[Stored data entries]
━━━━━━

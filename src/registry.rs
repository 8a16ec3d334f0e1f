//! Service registry: the in-memory directory of live servers, its HTTP
//! surface, and the heartbeat helper servers use to stay listed.
//!
//! The protocol is two headers on one path:
//!
//! - `GET /_geerpc_/registry` answers with `X-Geerpc-Servers`, a
//!   comma-separated list of every address whose last heartbeat is
//!   within the timeout;
//! - `POST /_geerpc_/registry` with `X-Geerpc-Server: addr` registers
//!   the address or refreshes its timestamp.

use std::collections::HashMap;
use std::sync::{Arc, Mutex};
use std::time::Duration;

use axum::extract::State;
use axum::http::{HeaderMap, HeaderName, HeaderValue, StatusCode};
use axum::routing::get;
use axum::Router;
use tokio::net::TcpListener;
use tokio::task::JoinHandle;
// tokio's Instant: expiry follows the runtime clock.
use tokio::time::Instant;

use crate::error::Result;

/// Path the registry serves on.
pub const DEFAULT_REGISTRY_PATH: &str = "/_geerpc_/registry";

/// How long a server stays listed after its last heartbeat.
pub const DEFAULT_TIMEOUT: Duration = Duration::from_secs(5 * 60);

/// Response header carrying the alive list.
const SERVERS_HEADER: HeaderName = HeaderName::from_static("x-geerpc-servers");

/// Request header naming the server being registered or refreshed.
const SERVER_HEADER: &str = "x-geerpc-server";

/// In-memory registry of server addresses and their last heartbeat.
pub struct Registry {
    timeout: Duration,
    servers: Mutex<HashMap<String, Instant>>,
}

impl Registry {
    /// A registry evicting servers `timeout` after their last
    /// heartbeat; zero means [`DEFAULT_TIMEOUT`].
    pub fn new(timeout: Duration) -> Self {
        let timeout = if timeout.is_zero() {
            DEFAULT_TIMEOUT
        } else {
            timeout
        };
        Self {
            timeout,
            servers: Mutex::new(HashMap::new()),
        }
    }

    /// Insert `addr`, or refresh its heartbeat timestamp.
    pub fn put_server(&self, addr: &str) {
        let mut servers = self.servers.lock().unwrap();
        servers.insert(addr.to_string(), Instant::now());
    }

    /// Sorted list of alive addresses; dead entries are pruned on the
    /// way out.
    pub fn alive_servers(&self) -> Vec<String> {
        let mut servers = self.servers.lock().unwrap();
        servers.retain(|_, start| start.elapsed() <= self.timeout);
        let mut alive: Vec<String> = servers.keys().cloned().collect();
        alive.sort();
        alive
    }

    /// The registry's HTTP surface, mounted on
    /// [`DEFAULT_REGISTRY_PATH`].
    pub fn router(self: Arc<Self>) -> Router {
        Router::new()
            .route(DEFAULT_REGISTRY_PATH, get(get_servers).post(post_server))
            .with_state(self)
    }

    /// Serve the registry on an already-bound listener.
    pub async fn serve(self: Arc<Self>, listener: TcpListener) -> Result<()> {
        tracing::info!(addr = ?listener.local_addr(), "rpc registry: serving");
        axum::serve(listener, self.router()).await?;
        Ok(())
    }
}

impl Default for Registry {
    fn default() -> Self {
        Self::new(DEFAULT_TIMEOUT)
    }
}

async fn get_servers(State(registry): State<Arc<Registry>>) -> (HeaderMap, StatusCode) {
    let alive = registry.alive_servers().join(",");
    let mut headers = HeaderMap::new();
    if let Ok(value) = HeaderValue::from_str(&alive) {
        headers.insert(SERVERS_HEADER, value);
    }
    (headers, StatusCode::OK)
}

async fn post_server(State(registry): State<Arc<Registry>>, headers: HeaderMap) -> StatusCode {
    match headers.get(SERVER_HEADER).and_then(|v| v.to_str().ok()) {
        Some(addr) if !addr.is_empty() => {
            registry.put_server(addr);
            StatusCode::OK
        }
        _ => StatusCode::INTERNAL_SERVER_ERROR,
    }
}

/// Keep `addr` registered at `registry_url`.
///
/// The first heartbeat is sent synchronously so a dead registry is
/// reported to the caller; after that a background task posts every
/// `period` (default: one minute short of [`DEFAULT_TIMEOUT`], so the
/// entry is refreshed before it can expire) until a send fails. The
/// returned handle can be aborted to stop heartbeating.
pub async fn heartbeat(
    registry_url: &str,
    addr: &str,
    period: Option<Duration>,
) -> Result<JoinHandle<()>> {
    let period = period.unwrap_or(DEFAULT_TIMEOUT - Duration::from_secs(60));
    let client = reqwest::Client::new();

    send_heartbeat(&client, registry_url, addr).await?;

    let registry_url = registry_url.to_string();
    let addr = addr.to_string();
    let handle = tokio::spawn(async move {
        let mut ticker = tokio::time::interval(period);
        // interval fires immediately; the synchronous beat above
        // already covered that slot.
        ticker.tick().await;
        loop {
            ticker.tick().await;
            if let Err(err) = send_heartbeat(&client, &registry_url, &addr).await {
                tracing::error!(error = %err, addr = %addr, "rpc registry: heartbeat failed");
                return;
            }
        }
    });
    Ok(handle)
}

async fn send_heartbeat(client: &reqwest::Client, registry_url: &str, addr: &str) -> Result<()> {
    tracing::debug!(addr, registry_url, "rpc registry: send heartbeat");
    client
        .post(registry_url)
        .header(SERVER_HEADER, addr)
        .send()
        .await?;
    Ok(())
}

#[cfg(test)]
mod tests {
    use super::*;

    #[test]
    fn zero_timeout_falls_back_to_the_default() {
        let registry = Registry::new(Duration::ZERO);
        assert_eq!(registry.timeout, DEFAULT_TIMEOUT);
    }

    #[test]
    fn alive_servers_is_sorted() {
        let registry = Registry::default();
        registry.put_server("tcp@b:1");
        registry.put_server("tcp@a:1");
        registry.put_server("tcp@c:1");
        assert_eq!(
            registry.alive_servers(),
            vec!["tcp@a:1", "tcp@b:1", "tcp@c:1"]
        );
    }

    #[tokio::test(start_paused = true)]
    async fn expired_servers_are_pruned() {
        let registry = Registry::new(Duration::from_secs(1));
        registry.put_server("tcp@stale:1");

        tokio::time::advance(Duration::from_millis(1500)).await;
        registry.put_server("tcp@fresh:1");

        assert_eq!(registry.alive_servers(), vec!["tcp@fresh:1"]);
        // Pruned for good, not just filtered from the reply.
        assert_eq!(registry.servers.lock().unwrap().len(), 1);
    }

    #[tokio::test(start_paused = true)]
    async fn a_heartbeat_revives_a_nearly_dead_entry() {
        let registry = Registry::new(Duration::from_secs(1));
        registry.put_server("tcp@a:1");

        tokio::time::advance(Duration::from_millis(900)).await;
        registry.put_server("tcp@a:1");
        tokio::time::advance(Duration::from_millis(900)).await;

        assert_eq!(registry.alive_servers(), vec!["tcp@a:1"]);
    }
}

━━━━━━

Could you set down, exactly as written, the lines above between the one holding "use crate::error::Result;" and the one holding "const SERVERS_HEADER: HeaderName", inclusive, and nothing more?

use crate::error::Result;

/// Path the registry serves on.
pub const DEFAULT_REGISTRY_PATH: &str = "/_geerpc_/registry";

/// How long a server stays listed after its last heartbeat.
pub const DEFAULT_TIMEOUT: Duration = Duration::from_secs(5 * 60);

/// Response header carrying the alive list.
const SERVERS_HEADER: HeaderName = HeaderName::from_static("x-geerpc-servers");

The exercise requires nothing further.